** INPUT RECORDS follows **

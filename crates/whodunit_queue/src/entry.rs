//! Pending units of work.

use crate::{TaskError, TaskId};
use futures::FutureExt;
use futures::future::BoxFuture;
use std::future::Future;
use std::panic::AssertUnwindSafe;
use std::time::Duration;
use tokio::sync::oneshot;
use tokio::time::Instant;

/// How an executed entry settled, as seen by the queue.
#[derive(Debug, Clone, Copy, PartialEq, Eq, Hash, strum::Display)]
#[strum(serialize_all = "snake_case")]
pub(crate) enum Outcome {
    Succeeded,
    Failed,
    TimedOut,
    Panicked,
}

type Run = Box<dyn FnOnce(Option<Duration>) -> BoxFuture<'static, Outcome> + Send>;

/// One submitted task together with the channel that notifies its caller.
///
/// The task's result type is erased so a single queue can carry entries of
/// any shape. Running the entry executes the task and settles the caller's
/// handle before the returned future completes.
pub(crate) struct QueueEntry {
    id: TaskId,
    enqueued_at: Instant,
    run: Run,
}

impl QueueEntry {
    pub(crate) fn new<F, Fut, T, E>(
        id: TaskId,
        task: F,
        notify: oneshot::Sender<Result<T, TaskError<E>>>,
    ) -> Self
    where
        F: FnOnce() -> Fut + Send + 'static,
        Fut: Future<Output = Result<T, E>> + Send + 'static,
        T: Send + 'static,
        E: Send + 'static,
    {
        let run: Run = Box::new(move |timeout| {
            async move {
                let guarded = AssertUnwindSafe(async move { task().await }).catch_unwind();
                let settled = match timeout {
                    Some(limit) => match tokio::time::timeout(limit, guarded).await {
                        Ok(caught) => flatten(caught),
                        Err(_) => Err(TaskError::TimedOut(limit)),
                    },
                    None => flatten(guarded.await),
                };

                let outcome = match &settled {
                    Ok(_) => Outcome::Succeeded,
                    Err(TaskError::TimedOut(_)) => Outcome::TimedOut,
                    Err(TaskError::Panicked(_)) => Outcome::Panicked,
                    Err(_) => Outcome::Failed,
                };

                // The caller may have dropped its handle; the result is discarded then.
                let _ = notify.send(settled);
                outcome
            }
            .boxed()
        });

        Self {
            id,
            enqueued_at: Instant::now(),
            run,
        }
    }

    pub(crate) fn id(&self) -> TaskId {
        self.id
    }

    pub(crate) fn waited(&self) -> Duration {
        self.enqueued_at.elapsed()
    }

    /// Execute the task and settle its handle.
    pub(crate) async fn execute(self, timeout: Option<Duration>) -> Outcome {
        (self.run)(timeout).await
    }
}

impl std::fmt::Debug for QueueEntry {
    fn fmt(&self, f: &mut std::fmt::Formatter<'_>) -> std::fmt::Result {
        f.debug_struct("QueueEntry")
            .field("id", &self.id)
            .field("enqueued_at", &self.enqueued_at)
            .finish_non_exhaustive()
    }
}

fn flatten<T, E>(
    caught: Result<Result<T, E>, Box<dyn std::any::Any + Send>>,
) -> Result<T, TaskError<E>> {
    match caught {
        Ok(Ok(value)) => Ok(value),
        Ok(Err(e)) => Err(TaskError::Failed(e)),
        Err(payload) => Err(TaskError::Panicked(panic_message(payload.as_ref()))),
    }
}

fn panic_message(payload: &(dyn std::any::Any + Send)) -> String {
    if let Some(s) = payload.downcast_ref::<&str>() {
        (*s).to_string()
    } else if let Some(s) = payload.downcast_ref::<String>() {
        s.clone()
    } else {
        "Unknown panic".to_string()
    }
}
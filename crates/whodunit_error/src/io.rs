//! Filesystem error types.

/// Filesystem error with the offending path and source location.
#[derive(Debug, Clone, derive_more::Display, derive_more::Error)]
#[display("I/O Error: {} ({}) at line {} in {}", message, path, line, file)]
pub struct IoError {
    /// Path being read or written
    pub path: String,
    /// The underlying error message
    pub message: String,
    /// Line number where the error occurred
    pub line: u32,
    /// File where the error occurred
    pub file: &'static str,
}

impl IoError {
    /// Create a new IoError for `path` at the current location.
    #[track_caller]
    pub fn new(path: impl Into<String>, message: impl Into<String>) -> Self {
        let location = std::panic::Location::caller();
        Self {
            path: path.into(),
            message: message.into(),
            line: location.line(),
            file: location.file(),
        }
    }
}
//! JSON error types.

/// JSON serialization/deserialization error with source location.
#[derive(Debug, Clone, derive_more::Display, derive_more::Error)]
#[display("JSON Error: {} at line {} in {}", message, line, file)]
pub struct JsonError {
    /// The underlying error message
    pub message: String,
    /// Line number where the error occurred
    pub line: u32,
    /// File where the error occurred
    pub file: &'static str,
}

impl JsonError {
    /// Create a new JsonError with the given message at the current location.
    #[track_caller]
    pub fn new(message: impl Into<String>) -> Self {
        let location = std::panic::Location::caller();
        Self {
            message: message.into(),
            line: location.line(),
            file: location.file(),
        }
    }
}

#[cfg(feature = "json")]
impl From<serde_json::Error> for JsonError {
    #[track_caller]
    fn from(err: serde_json::Error) -> Self {
        JsonError::new(err.to_string())
    }
}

** End of INPUT RECORDS **

EXERCISE DIRECTIONS:
Work out how many lines of the data above contain the string "QueueEntry" and give the number alone.

RESULT OF THE TASK:
4